Asked By : user11942

Answered By : cody

Coq is a bit more cruel than paper proofs: when you write "and we are done" or "clearly" in a paper proof, there is often much more to do to convince Coq.

Now I did a little clean up of your code, while trying to keep it in the same spirit. You can find it here.

Several remarks:

  1. I used built in datatypes and definitions where I thought it wouldn't hurt your intent. Note that if I had used built-in equality instead of identity and the built in "less-than" relation, proofs would have been much easier, as many of your lemmas are in the database of known theorems, which are checked at each call of

    auto with arith. 
  2. I used some tactics you're probably not aware of, but a "real" Coq super-user would have much more powerful tactics at hand and written her own tactics to simplify the job. I always recommend CPDT as the place to learn about using tactics in a powerful manner.
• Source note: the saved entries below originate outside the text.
//! UseCase: クライアント切断処理
//!
//! ## テスト実装の作業記録
//!
//! ### 何をテストしているか
//! - DisconnectClientUseCase::execute() メソッド
//! - 接続の削除（Repository と MessagePusher の両方から取り除く）
//! - ルームメンバーシップの暗黙的なクリーンアップ
//!
//! ### なぜこのテストが必要か
//! - 切断処理が漏れると、存在しない接続への送信が残り続ける
//! - ルームに切断済みの接続が残ると、メンバー一覧が実態と乖離する
//! - 切断の冪等性（同じ接続の二重切断）を保証する
//!
//! ### どのような状況を想定しているか
//! - 正常系：接続中のクライアントの切断
//! - 異常系：存在しない接続 ID の切断（冪等に無視）
//! - エッジケース：ルームの最後のメンバーが切断した場合のルーム消滅

use std::sync::Arc;

use crate::domain::{
    ConnectionId, MessagePushError, MessagePusher, RelayRepository, RepositoryError,
};

/// クライアント切断のユースケース
pub struct DisconnectClientUseCase {
    /// Repository（データアクセス層の抽象化）
    repository: Arc<dyn RelayRepository>,
    /// MessagePusher（メッセージ通知の抽象化）
    message_pusher: Arc<dyn MessagePusher>,
}

impl DisconnectClientUseCase {
    /// 新しい DisconnectClientUseCase を作成
    pub fn new(
        repository: Arc<dyn RelayRepository>,
        message_pusher: Arc<dyn MessagePusher>,
    ) -> Self {
        Self {
            repository,
            message_pusher,
        }
    }

    /// クライアント切断を実行
    ///
    /// Repository から接続を削除し（参加中のルームからも取り除かれる）、
    /// MessagePusher から sender を削除します。存在しない接続 ID は
    /// 冪等に無視されます。
    ///
    /// # Returns
    ///
    /// * `Ok(usize)` - 切断後の接続数
    /// * `Err(RepositoryError)` - 切断失敗
    pub async fn execute(&self, id: &ConnectionId) -> Result<usize, RepositoryError> {
        // 1. Repository から接続を削除（ルームメンバーシップも同時に削除）
        let existed = self.repository.deregister_connection(id).await?;
        if !existed {
            tracing::debug!("Connection '{}' already deregistered", id);
        }

        // 2. MessagePusher から sender を削除
        self.message_pusher.unregister_connection(id).await;

        Ok(self.repository.connection_count().await)
    }

    /// 接続数の変化を全クライアントにブロードキャスト
    pub async fn broadcast_user_count(&self, message: &str) -> Result<usize, MessagePushError> {
        self.message_pusher.broadcast_all(message).await
    }
}

#[cfg(test)]
mod tests {
    use super::*;
    use crate::{
        domain::{Relay, RoomName},
        infrastructure::{
            message_pusher::WebSocketMessagePusher, repository::InMemoryRelayRepository,
        },
        usecase::connect_client::ConnectClientUseCase,
    };
    use kairan_shared::time::FixedClock;
    use std::{collections::HashMap, sync::Arc};
    use tokio::sync::Mutex;

    fn create_test_repository() -> Arc<InMemoryRelayRepository> {
        let relay = Arc::new(Mutex::new(Relay::default()));
        let clock = Arc::new(FixedClock::new(1000));
        Arc::new(InMemoryRelayRepository::new(relay, clock))
    }

    fn create_test_message_pusher() -> Arc<WebSocketMessagePusher> {
        let connections = Arc::new(Mutex::new(HashMap::new()));
        Arc::new(WebSocketMessagePusher::new(connections))
    }

    #[tokio::test]
    async fn test_disconnect_removes_connection() {
        // テスト項目: 切断した接続が Repository と MessagePusher の両方から消える
        // given (前提条件): 2 つの接続
        let repository = create_test_repository();
        let message_pusher = create_test_message_pusher();
        let connect =
            ConnectClientUseCase::new(repository.clone(), message_pusher.clone(), 600_000);
        let usecase = DisconnectClientUseCase::new(repository.clone(), message_pusher.clone());

        let (tx1, _rx1) = tokio::sync::mpsc::unbounded_channel();
        let (tx2, _rx2) = tokio::sync::mpsc::unbounded_channel();
        let first = connect.execute(tx1).await.unwrap();
        connect.execute(tx2).await.unwrap();

        // when (操作): first を切断
        let result = usecase.execute(&first.id).await;

        // then (期待する結果): 残りの接続数が返される
        assert_eq!(result, Ok(1));
        assert_eq!(repository.connection_count().await, 1);

        // MessagePusher からも削除されている
        let push_result = message_pusher.push_to(&first.id, "hello").await;
        assert!(push_result.is_err());
    }

    #[tokio::test]
    async fn test_disconnect_unknown_connection_is_idempotent() {
        // テスト項目: 存在しない接続 ID の切断はエラーにならない（冪等性）
        // given (前提条件):
        let repository = create_test_repository();
        let usecase = DisconnectClientUseCase::new(repository, create_test_message_pusher());

        // when (操作):
        let unknown = ConnectionId::generate();
        let result = usecase.execute(&unknown).await;

        // then (期待する結果): エラーにならず、接続数 0 が返される
        assert_eq!(result, Ok(0));
    }

    #[tokio::test]
    async fn test_disconnect_drops_room_memberships() {
        // テスト項目: 切断により参加中のルームからも取り除かれ、空のルームは消滅する
        // given (前提条件): lobby に参加した接続が 1 つ
        let repository = create_test_repository();
        let message_pusher = create_test_message_pusher();
        let connect =
            ConnectClientUseCase::new(repository.clone(), message_pusher.clone(), 600_000);
        let usecase = DisconnectClientUseCase::new(repository.clone(), message_pusher);

        let (tx, _rx) = tokio::sync::mpsc::unbounded_channel();
        let connection = connect.execute(tx).await.unwrap();
        let lobby = RoomName::new("lobby".to_string()).unwrap();
        repository
            .join_room(&connection.id, lobby.clone())
            .await
            .unwrap();

        // when (操作):
        usecase.execute(&connection.id).await.unwrap();

        // then (期待する結果): ルームは存在しない扱いになる
        assert!(repository.room_members(&lobby).await.is_none());
        assert!(repository.room_names().await.is_empty());
    }

    #[tokio::test]
    async fn test_broadcast_user_count_after_disconnect() {
        // テスト項目: 切断後の user_count ブロードキャストが残りの接続に届く
        // given (前提条件): 2 つの接続のうち 1 つを切断済み
        let repository = create_test_repository();
        let message_pusher = create_test_message_pusher();
        let connect =
            ConnectClientUseCase::new(repository.clone(), message_pusher.clone(), 600_000);
        let usecase = DisconnectClientUseCase::new(repository.clone(), message_pusher);

        let (tx1, _rx1) = tokio::sync::mpsc::unbounded_channel();
        let (tx2, mut rx2) = tokio::sync::mpsc::unbounded_channel();
        let first = connect.execute(tx1).await.unwrap();
        connect.execute(tx2).await.unwrap();
        let remaining = usecase.execute(&first.id).await.unwrap();

        // when (操作):
        let message = format!(r#"{{"event":"user_count","data":{remaining}}}"#);
        let result = usecase.broadcast_user_count(&message).await;

        // then (期待する結果): 残った接続にのみ届く
        assert_eq!(result, Ok(1));
        assert_eq!(
            rx2.recv().await,
            Some(r#"{"event":"user_count","data":1}"#.to_string())
        );
    }
}
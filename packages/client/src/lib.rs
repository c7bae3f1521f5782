//! WebSocket relay client implementation.

mod domain;
mod error;
mod formatter;
mod runner;
mod session;
mod ui;

pub use runner::run_client;
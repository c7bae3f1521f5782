//! Data Transfer Objects (DTOs) for the relay server.
//!
//! DTOs are organized by protocol:
//! - `websocket`: WebSocket event DTOs (the wire protocol)
//! - `http`: HTTP API response DTOs

pub mod conversion;
pub mod http;
pub mod websocket;
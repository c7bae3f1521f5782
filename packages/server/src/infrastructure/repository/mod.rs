//! Repository 実装
//!
//! ## 概要
//!
//! このモジュールは `RelayRepository` trait の具体的な実装を提供します。
//!
//! ## 実装
//!
//! - `inmemory`: HashMap ベースのインメモリ実装
//! - 将来的に: `postgres`, `redis` など

pub mod inmemory;

pub use inmemory::InMemoryRelayRepository;
//! Simple WebSocket relay client with reconnection support.
//!
//! Connects to a WebSocket relay server and sends messages from stdin.
//! Every message is broadcast to all connected clients, and recent messages
//! are replayed right after connecting.
//! Automatically reconnects on disconnection (max 5 attempts with 5 second interval).
//!
//! Run with:
//! ```not_rust
//! cargo run --bin kairan-client -- --author Alice
//! cargo run --bin kairan-client -- -a Bob --room lobby
//! ```

use clap::Parser;

use kairan_client::run_client;
use kairan_shared::logger::setup_logger;

#[derive(Parser, Debug)]
#[command(name = "kairan-client")]
#[command(about = "WebSocket relay client with broadcast support", long_about = None)]
struct Args {
    /// Display name attached to sent messages
    #[arg(short = 'a', long)]
    author: String,

    /// WebSocket server URL
    #[arg(short = 'u', long, default_value = "ws://127.0.0.1:3001/ws")]
    url: String,

    /// Room to join right after connecting
    #[arg(short = 'r', long)]
    room: Option<String>,
}

#[tokio::main]
async fn main() {
    // Initialize tracing
    setup_logger(env!("CARGO_BIN_NAME"), "info");

    let args = Args::parse();

    // Run the client
    if let Err(e) = run_client(args.url, args.author, args.room).await {
        tracing::error!("Client error: {}", e);
        std::process::exit(1);
    }
}
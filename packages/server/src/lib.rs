//! Kairan relay server library.
//!
//! This library implements a WebSocket message relay: every message sent by a
//! client is broadcast to all connected clients, a bounded buffer of recent
//! messages is replayed to newly connected clients, and lightweight rooms
//! track membership for introspection over HTTP.

// layers
pub mod domain;
pub mod infrastructure;
pub mod ui;
pub mod usecase;
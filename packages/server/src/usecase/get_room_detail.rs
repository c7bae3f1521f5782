//! UseCase: ルーム詳細取得
//!
//! ## テスト実装の作業記録
//!
//! ### 何をテストしているか
//! - GetRoomDetailUseCase::execute() メソッド
//! - 指定したルームのメンバー一覧取得と「存在しない」判定
//!
//! ### なぜこのテストが必要か
//! - メンバーのいないルームは存在しないルームと区別できないという
//!   ドメインの約束を HTTP API の応答（404）として保証する
//!
//! ### どのような状況を想定しているか
//! - 正常系：メンバーのいるルームの詳細取得
//! - 異常系：存在しないルーム、全員が退出したルーム

use std::sync::Arc;

use crate::domain::{ConnectionId, RelayRepository, RoomName};

use super::error::GetRoomDetailError;

/// ルーム詳細取得のユースケース
pub struct GetRoomDetailUseCase {
    /// Repository（データアクセス層の抽象化）
    repository: Arc<dyn RelayRepository>,
}

impl GetRoomDetailUseCase {
    /// 新しい GetRoomDetailUseCase を作成
    pub fn new(repository: Arc<dyn RelayRepository>) -> Self {
        Self { repository }
    }

    /// ルーム詳細を取得
    ///
    /// # Returns
    ///
    /// * `Ok((RoomName, Vec<ConnectionId>))` - ルーム名とメンバー一覧（空でない）
    /// * `Err(GetRoomDetailError::RoomNotFound)` - ルームが存在しない
    pub async fn execute(
        &self,
        room_name: String,
    ) -> Result<(RoomName, Vec<ConnectionId>), GetRoomDetailError> {
        let room = RoomName::new(room_name.clone())
            .map_err(|_| GetRoomDetailError::RoomNotFound(room_name.clone()))?;
        match self.repository.room_members(&room).await {
            Some(members) => Ok((room, members)),
            None => Err(GetRoomDetailError::RoomNotFound(room_name)),
        }
    }
}
//! HTTP API endpoint handlers.

use std::sync::Arc;

use axum::{
    Json,
    extract::{Path, State},
    http::StatusCode,
};

use crate::{
    infrastructure::dto::http::{ConnectionDto, RelayStateDto, RoomDetailDto, RoomSummaryDto},
    ui::state::AppState,
    usecase::GetRoomDetailError,
};

/// Health check endpoint
pub async fn health_check() -> Json<serde_json::Value> {
    Json(serde_json::json!({"status": "ok"}))
}

/// Get list of rooms
pub async fn get_rooms(State(state): State<Arc<AppState>>) -> Json<Vec<RoomSummaryDto>> {
    let rooms = state.get_rooms_usecase.execute().await;

    // Domain Model から DTO への変換
    let room_summaries: Vec<RoomSummaryDto> = rooms
        .into_iter()
        .map(|(name, member_count)| RoomSummaryDto {
            name: name.into_string(),
            member_count,
        })
        .collect();

    Json(room_summaries)
}

/// Get room detail by name
pub async fn get_room_detail(
    State(state): State<Arc<AppState>>,
    Path(room_name): Path<String>,
) -> Result<Json<RoomDetailDto>, StatusCode> {
    match state.get_room_detail_usecase.execute(room_name).await {
        Ok((name, members)) => {
            // Domain Model から DTO への変換
            let room_detail = RoomDetailDto {
                name: name.into_string(),
                member_count: members.len(),
                members: members.iter().map(|id| id.to_string()).collect(),
            };
            Ok(Json(room_detail))
        }
        Err(GetRoomDetailError::RoomNotFound(_)) => Err(StatusCode::NOT_FOUND),
    }
}

/// Debug endpoint to get current relay state (for testing purposes)
pub async fn debug_relay_state(State(state): State<Arc<AppState>>) -> Json<RelayStateDto> {
    let overview = state.get_relay_state_usecase.execute().await;

    // Domain Model から DTO への変換
    let connections: Vec<ConnectionDto> = overview
        .connections
        .into_iter()
        .map(ConnectionDto::from)
        .collect();
    let rooms: Vec<RoomDetailDto> = overview
        .rooms
        .into_iter()
        .map(|(name, members)| RoomDetailDto {
            name: name.into_string(),
            member_count: members.len(),
            members: members.iter().map(|id| id.to_string()).collect(),
        })
        .collect();

    Json(RelayStateDto {
        connection_count: connections.len(),
        connections,
        rooms,
        buffered_messages: overview.buffered_messages,
    })
}
//! Message formatting utilities for client display.

use kairan_server::infrastructure::dto::websocket::{AckBody, MessageDto};
use kairan_shared::time::millis_to_rfc3339;

/// Message formatter for client display
pub struct MessageFormatter;

impl MessageFormatter {
    /// Format the recent-message history replayed right after connecting
    ///
    /// # Arguments
    ///
    /// * `messages` - Buffered messages pushed by the server
    ///
    /// # Returns
    ///
    /// A formatted string with the message history
    pub fn format_sync_history(messages: &[MessageDto]) -> String {
        let mut output = String::new();
        output.push_str("\n\n============================================================\n");
        output.push_str("Recent messages:\n");

        if messages.is_empty() {
            output.push_str("(No recent messages)\n");
        } else {
            for message in messages {
                let timestamp_str = millis_to_rfc3339(message.timestamp.unwrap_or_default());
                output.push_str(&format!(
                    "@{}: {} (sent at {})\n",
                    message.author, message.content, timestamp_str
                ));
            }
        }

        output.push_str("============================================================\n");
        output
    }

    /// Format a chat message
    ///
    /// # Arguments
    ///
    /// * `author` - The display name of the sender
    /// * `content` - The message content
    /// * `sent_at` - Unix timestamp when the server received the message (milliseconds)
    ///
    /// # Returns
    ///
    /// A formatted string with the chat message
    pub fn format_chat_message(author: &str, content: &str, sent_at: i64) -> String {
        let timestamp_str = millis_to_rfc3339(sent_at);
        format!(
            "\n\n------------------------------------------------------------\n\
             @{}: {}\n\
             sent at {}\n\
             ------------------------------------------------------------\n",
            author, content, timestamp_str
        )
    }

    /// Format a user-count notification
    ///
    /// # Arguments
    ///
    /// * `count` - The number of clients currently connected
    ///
    /// # Returns
    ///
    /// A formatted string with the connection count
    pub fn format_user_count(count: usize) -> String {
        format!("\n* {} client(s) connected\n", count)
    }

    /// Format the delivery result of a sent message
    ///
    /// # Arguments
    ///
    /// * `ack` - The ack payload returned by the server
    ///
    /// # Returns
    ///
    /// A confirmation line on success, or the failure reason
    pub fn format_ack(ack: &AckBody) -> String {
        if ack.success {
            let timestamp_str = millis_to_rfc3339(ack.timestamp.unwrap_or_default());
            format!("sent at {}\n", timestamp_str)
        } else {
            let reason = ack.error.as_deref().unwrap_or("unknown error");
            format!("send failed: {}\n", reason)
        }
    }

    /// Format a binary message notification
    ///
    /// # Arguments
    ///
    /// * `byte_count` - The number of bytes received
    ///
    /// # Returns
    ///
    /// A formatted string with the binary data notification
    pub fn format_binary_message(byte_count: usize) -> String {
        format!("\n← Received {} bytes of binary data\n", byte_count)
    }

    /// Format a raw text message (when parsing fails)
    ///
    /// # Arguments
    ///
    /// * `text` - The raw text received
    ///
    /// # Returns
    ///
    /// A formatted string with the raw message
    pub fn format_raw_message(text: &str) -> String {
        format!("\n← Received: {}\n", text)
    }
}
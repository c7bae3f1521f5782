//! Domain logic for client-side operations.
//!
//! This module contains pure functions that implement business logic
//! without side effects, making them easy to test.

use crate::error::ClientError;

/// Check if the client should exit immediately based on the error type.
///
/// # Arguments
///
/// * `error` - The client error to check
///
/// # Returns
///
/// `true` if the error requires immediate exit (e.g., InvalidUrl),
/// `false` otherwise
pub fn should_exit_immediately(error: &ClientError) -> bool {
    matches!(error, ClientError::InvalidUrl(_))
}

/// Check if the client should attempt to reconnect.
///
/// # Arguments
///
/// * `error` - The client error that occurred
/// * `failed_attempts` - The number of failed connection attempts so far
/// * `max_attempts` - The maximum number of reconnection attempts allowed
///
/// # Returns
///
/// `true` if reconnection should be attempted, `false` otherwise
pub fn should_attempt_reconnect(
    error: &ClientError,
    failed_attempts: u32,
    max_attempts: u32,
) -> bool {
    // Don't reconnect if the error requires immediate exit
    if should_exit_immediately(error) {
        return false;
    }

    // Don't reconnect if we've exhausted all attempts
    failed_attempts < max_attempts
}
  3. I used notations and tabbing to improve readability and built-in constructs like matching and the induction tactic to make things easier to prove and re-factor. In particular, your definition of less was hard to work with, you can see how I slightly modified it from $$ \exists x,\ m + (x+1) = n $$ to the equivalent (but easier to use) $$ \exists x,\ (x + m)+1 = n$$ this kind of "definition tweaking" happens a lot in formal proofs.

  4. While you may get answers to these kinds of questions here, I highly recommend you submit your work to Coq-Club which was created with the express purpose of answering these kinds of questions.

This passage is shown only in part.